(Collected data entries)
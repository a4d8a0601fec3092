//! Package extraction into the signature directory.

use std::fs;
use std::io::{self, Cursor};
use std::path::{Path, PathBuf};

use nix::unistd::chown;
use zip::ZipArchive;

use crate::config::Ownership;
use crate::core::errors::{Result, SuhError};

/// Unpack an in-memory ZIP package into `target_dir`, handing every
/// extracted entry to the service account. Entry names that would escape
/// `target_dir` are skipped. Returns the paths written, in archive order.
pub fn extract_package(
    bytes: &[u8],
    resource: &str,
    target_dir: &Path,
    ownership: Ownership,
) -> Result<Vec<PathBuf>> {
    let unpack_err = |details: String| SuhError::Unpack {
        resource: resource.to_string(),
        details,
    };

    let mut archive =
        ZipArchive::new(Cursor::new(bytes)).map_err(|err| unpack_err(err.to_string()))?;
    let mut extracted = Vec::with_capacity(archive.len());

    for index in 0..archive.len() {
        let mut entry = archive
            .by_index(index)
            .map_err(|err| unpack_err(err.to_string()))?;
        let Some(relative) = entry.enclosed_name() else {
            continue;
        };
        let outpath = target_dir.join(relative);

        if entry.is_dir() {
            fs::create_dir_all(&outpath).map_err(|err| unpack_err(err.to_string()))?;
        } else {
            if let Some(parent) = outpath.parent() {
                fs::create_dir_all(parent).map_err(|err| unpack_err(err.to_string()))?;
            }
            let mut outfile =
                fs::File::create(&outpath).map_err(|err| unpack_err(err.to_string()))?;
            io::copy(&mut entry, &mut outfile).map_err(|err| unpack_err(err.to_string()))?;
        }

        chown(&outpath, Some(ownership.uid), Some(ownership.gid))
            .map_err(|err| unpack_err(format!("chown {}: {err}", outpath.display())))?;
        extracted.push(outpath);
    }

    Ok(extracted)
}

WHAT YOU HAVE TO DO:
Could you type out every entry again exactly as it stands?

THE COMPLETED TASK:
repository a4d8a0601fec3092
//! Package extraction into the signature directory.

use std::fs;
use std::io::{self, Cursor};
use std::path::{Path, PathBuf};

use nix::unistd::chown;
use zip::ZipArchive;

use crate::config::Ownership;
use crate::core::errors::{Result, SuhError};

/// Unpack an in-memory ZIP package into `target_dir`, handing every
/// extracted entry to the service account. Entry names that would escape
/// `target_dir` are skipped. Returns the paths written, in archive order.
pub fn extract_package(
    bytes: &[u8],
    resource: &str,
    target_dir: &Path,
    ownership: Ownership,
) -> Result<Vec<PathBuf>> {
    let unpack_err = |details: String| SuhError::Unpack {
        resource: resource.to_string(),
        details,
    };

    let mut archive =
        ZipArchive::new(Cursor::new(bytes)).map_err(|err| unpack_err(err.to_string()))?;
    let mut extracted = Vec::with_capacity(archive.len());

    for index in 0..archive.len() {
        let mut entry = archive
            .by_index(index)
            .map_err(|err| unpack_err(err.to_string()))?;
        let Some(relative) = entry.enclosed_name() else {
            continue;
        };
        let outpath = target_dir.join(relative);

        if entry.is_dir() {
            fs::create_dir_all(&outpath).map_err(|err| unpack_err(err.to_string()))?;
        } else {
            if let Some(parent) = outpath.parent() {
                fs::create_dir_all(parent).map_err(|err| unpack_err(err.to_string()))?;
            }
            let mut outfile =
                fs::File::create(&outpath).map_err(|err| unpack_err(err.to_string()))?;
            io::copy(&mut entry, &mut outfile).map_err(|err| unpack_err(err.to_string()))?;
        }

        chown(&outpath, Some(ownership.uid), Some(ownership.gid))
            .map_err(|err| unpack_err(format!("chown {}: {err}", outpath.display())))?;
        extracted.push(outpath);
    }

    Ok(extracted)
}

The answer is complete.